Alex and I were too busy to meet, but he often telephoned, on odd corners of the day, unflurried by visions of mountains crumbling, seas mounting to Andean heights, electronics demented.
‘Most crises are bluff. I’ve a biggish bet with Louise that Mr K will kick for touch. He’s got sharp-shooting Mao not only backing him but behind his back. People always overrate Russia. Cringe, it wallops you. Stand up straight, and it falters. It’s cruel but almost as corrupt as the JFK kitchen lot. Personally, I’ve always found Kennedy’s charm offensives highly offensive. Meanwhile, mein Herr, we’ll meet soon and rearrange the world. Don’t waste time mooning for Jeannie with the Light Brown Hair. We may have to die in harness. More likely, by sly fortune, prosper greatly.’
He had been seen in a Trafalgar Square demonstration, without witness to which faction he supported.
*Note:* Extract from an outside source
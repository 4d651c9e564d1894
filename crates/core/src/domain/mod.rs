pub mod briefing;
pub mod quote;
pub mod subscriber;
Ticker tapes were choking with events, real or supposed: Scottish picketing an atomic submarine dock, laser vibrators trained on Birmingham, protestors besieging Harwell and Aldermaston. The First Secretary imposed food-hoarding and reported issues of arms to police.
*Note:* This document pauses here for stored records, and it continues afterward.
use crate::config::Settings;
use crate::notify::mail::Letter;
use crate::notify::{MailSession, Mailer};
use anyhow::Context;
use lettre::message::header::ContentType;
use lettre::message::Mailbox;
use lettre::transport::smtp::authentication::Credentials;
use lettre::transport::smtp::PoolConfig;
use lettre::{AsyncSmtpTransport, AsyncTransport, Message, Tokio1Executor};

const DEFAULT_HOST: &str = "smtp.gmail.com";
const DEFAULT_PORT: u16 = 465;
const IMPLICIT_TLS_PORT: u16 = 465;

#[derive(Debug, Clone)]
pub struct SmtpMailer {
    host: String,
    port: u16,
    sender: String,
    password: String,
}

impl SmtpMailer {
    pub fn from_settings(settings: &Settings) -> anyhow::Result<Self> {
        Ok(Self {
            host: settings
                .smtp_host
                .clone()
                .unwrap_or_else(|| DEFAULT_HOST.to_string()),
            port: settings.smtp_port.unwrap_or(DEFAULT_PORT),
            sender: settings.require_sender_email()?.to_string(),
            password: settings.require_app_password()?.to_string(),
        })
    }

    fn transport(&self) -> anyhow::Result<AsyncSmtpTransport<Tokio1Executor>> {
        let builder = if self.port == IMPLICIT_TLS_PORT {
            AsyncSmtpTransport::<Tokio1Executor>::relay(&self.host)
        } else {
            AsyncSmtpTransport::<Tokio1Executor>::starttls_relay(&self.host)
        }
        .with_context(|| format!("invalid SMTP host: {}", self.host))?;

        // One pooled connection: every message of a batch reuses the same session.
        Ok(builder
            .port(self.port)
            .credentials(Credentials::new(self.sender.clone(), self.password.clone()))
            .pool_config(PoolConfig::new().max_size(1))
            .build())
    }
}

#[async_trait::async_trait]
impl Mailer for SmtpMailer {
    async fn open_session(&self) -> anyhow::Result<Box<dyn MailSession>> {
        let transport = self.transport()?;
        let ok = transport
            .test_connection()
            .await
            .with_context(|| format!("SMTP login to {}:{} failed", self.host, self.port))?;
        anyhow::ensure!(ok, "SMTP server {}:{} rejected the connection", self.host, self.port);

        let from: Mailbox = self
            .sender
            .parse()
            .with_context(|| format!("SENDER_EMAIL is not a valid address: {}", self.sender))?;

        tracing::debug!(host = %self.host, port = self.port, "SMTP session opened");
        Ok(Box::new(SmtpSession { transport, from }))
    }
}

struct SmtpSession {
    transport: AsyncSmtpTransport<Tokio1Executor>,
    from: Mailbox,
}

impl SmtpSession {
    fn message(&self, to: &str, letter: &Letter) -> anyhow::Result<Message> {
        let to: Mailbox = to
            .parse()
            .with_context(|| format!("invalid recipient address: {to}"))?;
        Message::builder()
            .from(self.from.clone())
            .to(to)
            .subject(letter.subject.clone())
            .header(ContentType::TEXT_HTML)
            .body(letter.html.clone())
            .context("failed to build mail message")
    }
}

#[async_trait::async_trait]
impl MailSession for SmtpSession {
    async fn send(&self, to: &str, letter: &Letter) -> anyhow::Result<()> {
        let message = self.message(to, letter)?;
        self.transport
            .send(message)
            .await
            .with_context(|| format!("SMTP send to {to} failed"))?;
        Ok(())
    }
}

#[cfg(test)]
mod tests {
    use super::*;
    use crate::domain::briefing::Headlines;
    use crate::notify::mail::Edition;
    use chrono::NaiveDate;

    fn mailer(port: u16) -> SmtpMailer {
        SmtpMailer {
            host: DEFAULT_HOST.to_string(),
            port,
            sender: "eve@gmail.com".to_string(),
            password: "app-password".to_string(),
        }
    }

    fn session() -> SmtpSession {
        SmtpSession {
            transport: mailer(DEFAULT_PORT).transport().unwrap(),
            from: "eve@gmail.com".parse().unwrap(),
        }
    }

    #[tokio::test]
    async fn builds_html_message() {
        let letter = Letter::briefing(
            Edition::Morning,
            NaiveDate::from_ymd_opt(2026, 1, 5).unwrap(),
            "<b>맑음</b>",
            &Headlines::NoNews,
        );
        let msg = session().message("reader@naver.com", &letter).unwrap();
        let raw = String::from_utf8(msg.formatted()).unwrap();
        assert!(raw.contains("To: reader@naver.com"));
        assert!(raw.contains("Content-Type: text/html"));
    }

    #[tokio::test]
    async fn rejects_unparseable_recipient() {
        let letter = Letter {
            subject: "s".to_string(),
            html: "<p>x</p>".to_string(),
        };
        assert!(session().message("reader-at-naver.com", &letter).is_err());
    }

    #[tokio::test]
    async fn starttls_is_used_off_port_465() {
        assert!(mailer(587).transport().is_ok());
    }
}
Rumour stalked the streets, as if in Shakespearian drama. Kennedy, almost one of us, youth had said, was sick, diplomatically or from failure of nerve. Macmillan had invited himself to Washington, Macmillan had been rebuffed, Macmillan was reading Trollope. The White House announced that the President, never fitter, had ordered a Line of Steel, naval blockade of Cuba. A congressman addressed millions, ‘We’re either a first-class power or we are not. Clear the bastards out!’ Kennedy followed. ‘A clandestine and reckless threat to world peace.’ Fleet Street urged Macmillan to advise and consent. To what? The pre-emptive Bomb, as Russell had once urged? A conference? Dignified retreat? A Syrian spokesman accused Israel of fomenting global peril to distract attention from an impending attack on Egypt. A ‘device’ was reported defused in Red Square, Moscow; two suspects were arrested in the White House garden. Simultaneously in Paris, West Berlin, Stockholm appeared a cartoon of Khrushchev dangling puppets – Ukraine, Poland, Hungary, Czechoslovakia – bawling ‘I’m Not Stalin’s Shit.’ From Ecole Normal Supérieure, a former Maoist philosopher asserted that a black triangular object seen over Marseilles confirmed Jung’s belief that such phenomena fill psychic vacuum. With Mr Tortoise, I speculated on Kensington, exhumed centuries ahead, with books and pens incomprehensible as dinosaur and pterodactyl.
Telegrams multiplied; we had insufficient cipherists. South American ministers were huddling over Red Agents’ instructions, a military coup threatened Argentina. Spies were arrested in Mexico, were mysteriously released, had never existed. From Estonia, an underground estimate of Russian naval strength was so inordinate that we reckoned it a KGB trick. The Ambassador reminded us that, until his mid-term elections were past, Kennedy could not risk loss of face.